Designing a Random Table Generator

Janx · May 11, 2012

Morrus said:
So I'm having trouble describing even the basic concept to a non-gamer programmer; the one I'm talking to just doesn't understand what I'm talking about. We all know what random generators are in RPG terms, but translating that into English for someone who's never seen a random encounter table is proving hard!

Can anyone help me out with this, and figure out how to describe this system in plain English?

At this point, we've got the basic idea hashed out between 2 guys who understand the end-purpose and most of my content is leaning more toward developer-speak and not targetted to somebody totally new to the concept.

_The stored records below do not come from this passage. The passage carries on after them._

// =============================================================================
// Mobs, drops and players
// =============================================================================

#[test]
fn test_killed_mob_is_unloaded() {
    let dir = temp_world_dir();
    let (mut world, _) = open_world(&dir);
    let log = join(&mut world, 1, GameMode::Survival);

    let mut action = WorldAction::new(None);
    action.spawn_mob = Some(MobSpawn {
        kind: "chicken".into(),
        skin: "base".into(),
        pos: Vec3::new(2.5, 4.0, 2.5),
        rotate: Vec3::ZERO,
    });
    world.apply_actions(None, action).unwrap();
    let id = world.mobs().ids()[0];
    let home = ChunkAddr::new(0, 0, 0);

    let tx = world.sender();
    for _ in 0..4 {
        tx.send(Intent::PunchMob {
            player_id: 1,
            mob_id: id,
            button: 1,
        })
        .unwrap();
    }
    world.tick();

    assert!(world.mobs().is_empty());
    assert!(world.chunks().get(home).unwrap().mob_ids().is_empty());
    assert!(world.store().load_entities(home).unwrap().is_empty());
    assert_eq!(log.named(PacketName::MobDelete).len(), 1);

    std::fs::remove_dir_all(&dir).ok();
}

#[test]
fn test_mob_saves_are_throttled() {
    let dir = temp_world_dir();
    let (mut world, faults) = open_world(&dir);

    let mut action = WorldAction::new(None);
    action.spawn_mob = Some(MobSpawn {
        kind: "cow".into(),
        skin: "brown".into(),
        pos: Vec3::new(8.5, 4.0, 8.5),
        rotate: Vec3::ZERO,
    });
    world.apply_actions(None, action).unwrap();
    assert_eq!(world.mobs().len(), 1);

    faults.lock().save_entity_calls = 0;
    for _ in 0..20 {
        world.tick();
    }
    assert_eq!(faults.lock().save_entity_calls, 4);

    std::fs::remove_dir_all(&dir).ok();
}

#[test]
fn test_moved_mob_follows_its_chunk() {
    let dir = temp_world_dir();
    let (mut world, _) = open_world(&dir);
    let log = join(&mut world, 1, GameMode::Survival);

    let mut action = WorldAction::new(None);
    action.spawn_mob = Some(MobSpawn {
        kind: "sheep".into(),
        skin: "black".into(),
        pos: Vec3::new(8.5, 4.0, 8.5),
        rotate: Vec3::ZERO,
    });
    world.apply_actions(None, action).unwrap();
    let id = world.mobs().ids()[0];
    let (home, next) = (ChunkAddr::new(0, 0, 0), ChunkAddr::new(1, 0, 0));
    assert_eq!(world.chunks().get(home).unwrap().mob_ids(), vec![id]);
    assert_eq!(log.named(PacketName::MobAdd).len(), 1);

    world.move_mob(id, Vec3::new(20.5, 4.0, 8.5), Vec3::ZERO).unwrap();
    assert!(world.chunks().get(home).unwrap().mob_ids().is_empty());
    assert_eq!(world.chunks().get(next).unwrap().mob_ids(), vec![id]);

    // Far outside the loaded area: saved and unloaded.
    let far = Vec3::new(500.5, 4.0, 8.5);
    world.move_mob(id, far, Vec3::ZERO).unwrap();
    assert!(world.mobs().is_empty());
    let stored = world.store().load_entities(ChunkAddr::from_world(far)).unwrap();
    assert_eq!(stored.len(), 1);
    world.tick();
    assert_eq!(log.named(PacketName::MobDelete).len(), 1);

    std::fs::remove_dir_all(&dir).ok();
}

#[test]
fn test_nearby_drop_is_collected() {
    let dir = temp_world_dir();
    let (mut world, _) = open_world(&dir);
    let log = join(&mut world, 1, GameMode::Survival);
    let _ = log.take();

    let spawn = world.info().pos_spawn;
    let mut action = WorldAction::new(None);
    action.add_drop(spawn, vec![ItemStack::new(block_id::DIRT, 3)], false);
    world.apply_actions(None, action).unwrap();
    assert_eq!(world.drop_items().len(), 1);
    assert_eq!(log.named(PacketName::DropItemAdded).len(), 1);

    world.tick();
    assert!(world.drop_items().is_empty());
    assert_eq!(world.player(1).unwrap().inventory.count(block_id::DIRT), 3);
    let addr = ChunkAddr::from_world(spawn);
    assert!(world.store().load_drop_items(addr).unwrap().is_empty());
    assert_eq!(log.named(PacketName::DropItemDeleted).len(), 1);

    std::fs::remove_dir_all(&dir).ok();
}

#[test]
fn test_chat_reaches_every_player() {
    let dir = temp_world_dir();
    let (mut world, _) = open_world(&dir);
    let first = join(&mut world, 1, GameMode::Survival);
    let second = join(&mut world, 2, GameMode::Survival);

    world
        .sender()
        .send(Intent::Chat {
            player_id: 2,
            text: "hello".into(),
        })
        .unwrap();
    world.tick();

    for log in [&first, &second] {
        let lines = log.named(PacketName::ChatMessage);
        assert_eq!(lines.len(), 1);
        assert_eq!(lines[0].data["from"], "player2");
        assert_eq!(lines[0].data["text"], "hello");
    }

    std::fs::remove_dir_all(&dir).ok();
}

#[test]
fn test_tick_runs_phases_in_order() {
    let dir = temp_world_dir();
    let (mut world, _) = open_world(&dir);
    world.tick();

    let order: Vec<TickPhase> = world.stats().last_phases.iter().map(|(p, _)| *p).collect();
    assert_eq!(order, TickPhase::ALL.to_vec());
    assert_eq!(world.tick_number(), 1);

    std::fs::remove_dir_all(&dir).ok();
}
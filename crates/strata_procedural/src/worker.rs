//! # Generation Worker
//!
//! Background terrain generation reached only through message passing.
//!
//! ## Protocol
//!
//! ```text
//! tick thread                     worker thread
//!   Init { generator, seed }  ->    builds the generator
//!                             <-    Inited { world_guid }
//!   Generate(addr)            ->    generator.generate(addr)
//!                             <-    BlocksGenerated { addr, blocks }
//!   Shutdown                  ->    exits
//! ```
//!
//! The tick thread never blocks on a response; it drains completions with
//! [`GenerationChannel::try_recv`] at the start of its chunk phase.

use std::collections::VecDeque;
use std::thread::{self, JoinHandle};

use crossbeam_channel::{unbounded, Receiver, Sender, TryRecvError};
use strata_shared::ChunkAddr;
use thiserror::Error;

use crate::generator::{ChunkBlocks, GeneratorConfig, TerrainGenerator};
use crate::noise::WorldSeed;

/// Request sent to the worker.
#[derive(Clone, Debug)]
pub enum WorkerRequest {
    /// Configure the generator. Must precede any `Generate`.
    Init {
        /// Generator selection
        generator: GeneratorConfig,
        /// World seed phrase
        seed: String,
        /// World the worker now serves
        world_guid: String,
    },
    /// Generate one chunk.
    Generate(ChunkAddr),
    /// Stop the worker thread.
    Shutdown,
}

/// Response from the worker.
#[derive(Clone, Debug)]
pub enum WorkerResponse {
    /// The generator is ready.
    Inited {
        /// World the worker now serves
        world_guid: String,
    },
    /// Terrain of one chunk.
    BlocksGenerated {
        /// Requested address
        addr: ChunkAddr,
        /// Generated voxels
        blocks: ChunkBlocks,
    },
}

/// Worker failures.
#[derive(Debug, Error)]
pub enum WorkerError {
    /// The worker thread is gone.
    #[error("generation worker disconnected")]
    Disconnected,

    /// The worker thread could not be started.
    #[error("failed to spawn generation worker: {0}")]
    Spawn(#[from] std::io::Error),
}

/// Request/response link to a terrain generator.
pub trait GenerationChannel: Send {
    /// Sends a request without waiting for the answer.
    ///
    /// # Errors
    ///
    /// Fails when the generator side is gone.
    fn send(&mut self, request: WorkerRequest) -> Result<(), WorkerError>;

    /// Next completed response, if any.
    fn try_recv(&mut self) -> Option<WorkerResponse>;
}

/// Handles one request; shared by the thread and the inline channel.
fn serve_request(
    generator: &mut Option<Box<dyn TerrainGenerator>>,
    request: WorkerRequest,
) -> Option<WorkerResponse> {
    match request {
        WorkerRequest::Init {
            generator: config,
            seed,
            world_guid,
        } => {
            let built = config.build(WorldSeed::from_phrase(&seed));
            tracing::info!("generation worker ready: {} for world {}", built.name(), world_guid);
            *generator = Some(built);
            Some(WorkerResponse::Inited { world_guid })
        }
        WorkerRequest::Generate(addr) => match generator {
            Some(g) => Some(WorkerResponse::BlocksGenerated {
                addr,
                blocks: g.generate(addr),
            }),
            None => {
                tracing::warn!("generate {} before init, ignored", addr);
                None
            }
        },
        WorkerRequest::Shutdown => None,
    }
}

/// Terrain generation on a dedicated thread.
pub struct GenerationWorker {
    request_tx: Sender<WorkerRequest>,
    result_rx: Receiver<WorkerResponse>,
    handle: Option<JoinHandle<()>>,
}

impl GenerationWorker {
    /// Starts the worker thread.
    ///
    /// # Errors
    ///
    /// Fails when the OS refuses to create the thread.
    pub fn spawn() -> Result<Self, WorkerError> {
        let (request_tx, request_rx) = unbounded::<WorkerRequest>();
        let (result_tx, result_rx) = unbounded::<WorkerResponse>();

        let handle = thread::Builder::new()
            .name("chunk-gen".to_string())
            .spawn(move || {
                let mut generator: Option<Box<dyn TerrainGenerator>> = None;
                while let Ok(request) = request_rx.recv() {
                    if matches!(request, WorkerRequest::Shutdown) {
                        break;
                    }
                    if let Some(response) = serve_request(&mut generator, request) {
                        if result_tx.send(response).is_err() {
                            // Tick side has gone away.
                            break;
                        }
                    }
                }
                tracing::debug!("generation worker stopped");
            })?;

        Ok(Self {
            request_tx,
            result_rx,
            handle: Some(handle),
        })
    }
}

impl GenerationChannel for GenerationWorker {
    fn send(&mut self, request: WorkerRequest) -> Result<(), WorkerError> {
        self.request_tx
            .send(request)
            .map_err(|_| WorkerError::Disconnected)
    }

    fn try_recv(&mut self) -> Option<WorkerResponse> {
        match self.result_rx.try_recv() {
            Ok(response) => Some(response),
            Err(TryRecvError::Empty) => None,
            Err(TryRecvError::Disconnected) => {
                tracing::warn!("generation worker result channel closed");
                None
            }
        }
    }
}

impl Drop for GenerationWorker {
    fn drop(&mut self) {
        let _ = self.request_tx.send(WorkerRequest::Shutdown);
        if let Some(handle) = self.handle.take() {
            let _ = handle.join();
        }
    }
}

/// Generates on the calling thread; responses become visible on the next
/// `try_recv`, in request order.
#[derive(Default)]
pub struct InlineGeneration {
    generator: Option<Box<dyn TerrainGenerator>>,
    ready: VecDeque<WorkerResponse>,
    /// Requests received, for inspection.
    pub requests: Vec<ChunkAddr>,
    /// When set, `Generate` requests are recorded but never answered.
    pub stalled: bool,
}

impl InlineGeneration {
    /// Creates an idle inline generator.
    #[must_use]
    pub fn new() -> Self {
        Self::default()
    }
}

impl GenerationChannel for InlineGeneration {
    fn send(&mut self, request: WorkerRequest) -> Result<(), WorkerError> {
        if let WorkerRequest::Generate(addr) = request {
            self.requests.push(addr);
            if self.stalled {
                return Ok(());
            }
        }
        if let Some(response) = serve_request(&mut self.generator, request) {
            self.ready.push_back(response);
        }
        Ok(())
    }

    fn try_recv(&mut self) -> Option<WorkerResponse> {
        self.ready.pop_front()
    }
}

#[cfg(test)]
mod tests {
    use super::*;
    use std::time::{Duration, Instant};

    fn init() -> WorkerRequest {
        WorkerRequest::Init {
            generator: GeneratorConfig::Flat { ground_level: 4 },
            seed: "1".to_string(),
            world_guid: "w".to_string(),
        }
    }

    #[test]
    fn test_thread_worker_round_trip() {
        let mut worker = GenerationWorker::spawn().unwrap();
        worker.send(init()).unwrap();
        worker.send(WorkerRequest::Generate(ChunkAddr::new(2, 0, -3))).unwrap();

        let deadline = Instant::now() + Duration::from_secs(5);
        let mut generated = None;
        while generated.is_none() && Instant::now() < deadline {
            match worker.try_recv() {
                Some(WorkerResponse::BlocksGenerated { addr, blocks }) => {
                    generated = Some((addr, blocks));
                }
                Some(WorkerResponse::Inited { world_guid }) => assert_eq!(world_guid, "w"),
                None => std::thread::sleep(Duration::from_millis(1)),
            }
        }
        let (addr, blocks) = generated.expect("worker should answer");
        assert_eq!(addr, ChunkAddr::new(2, 0, -3));
        assert_eq!(blocks.addr, addr);
    }

    #[test]
    fn test_generate_before_init_is_ignored() {
        let mut inline = InlineGeneration::new();
        inline.send(WorkerRequest::Generate(ChunkAddr::new(0, 0, 0))).unwrap();
        assert!(inline.try_recv().is_none());
        assert_eq!(inline.requests.len(), 1);
    }

    #[test]
    fn test_inline_answers_in_order() {
        let mut inline = InlineGeneration::new();
        inline.send(init()).unwrap();
        inline.send(WorkerRequest::Generate(ChunkAddr::new(1, 0, 0))).unwrap();
        inline.send(WorkerRequest::Generate(ChunkAddr::new(2, 0, 0))).unwrap();
        assert!(matches!(inline.try_recv(), Some(WorkerResponse::Inited { .. })));
        let addrs: Vec<_> = std::iter::from_fn(|| inline.try_recv())
            .filter_map(|r| match r {
                WorkerResponse::BlocksGenerated { addr, .. } => Some(addr),
                WorkerResponse::Inited { .. } => None,
            })
            .collect();
        assert_eq!(addrs, vec![ChunkAddr::new(1, 0, 0), ChunkAddr::new(2, 0, 0)]);
    }

    #[test]
    fn test_stalled_inline_never_answers() {
        let mut inline = InlineGeneration::new();
        inline.send(init()).unwrap();
        inline.try_recv();
        inline.stalled = true;
        inline.send(WorkerRequest::Generate(ChunkAddr::new(1, 0, 0))).unwrap();
        assert!(inline.try_recv().is_none());
    }
}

I think we'll need a doc briefing on the basic problem with example tables from a gaming book, just to frame the business need for your dev candidate(s) who couldn't even fathom the topic. Ideally, a developer who understands gaming would have a better eye to completing this, but work with what you have.

Then we can get into the general approach that all our prior text is about. Then the nitty-gritty details about how this is to be done.

What's your time table to do this? It'll take me some time to hammer out documents. I can start the first doc for briefing on the general problem.

I am not familiar with vBulletin's coding architecture, so get a guy who knows that and can envision how to hook the parts into that. That way, we can focus on explaining the parts, and they'll have their own good idea on how to hook it in.

Celebrim · May 11, 2012

What you guys are trying to create is essentially an ad hoc reporting tool.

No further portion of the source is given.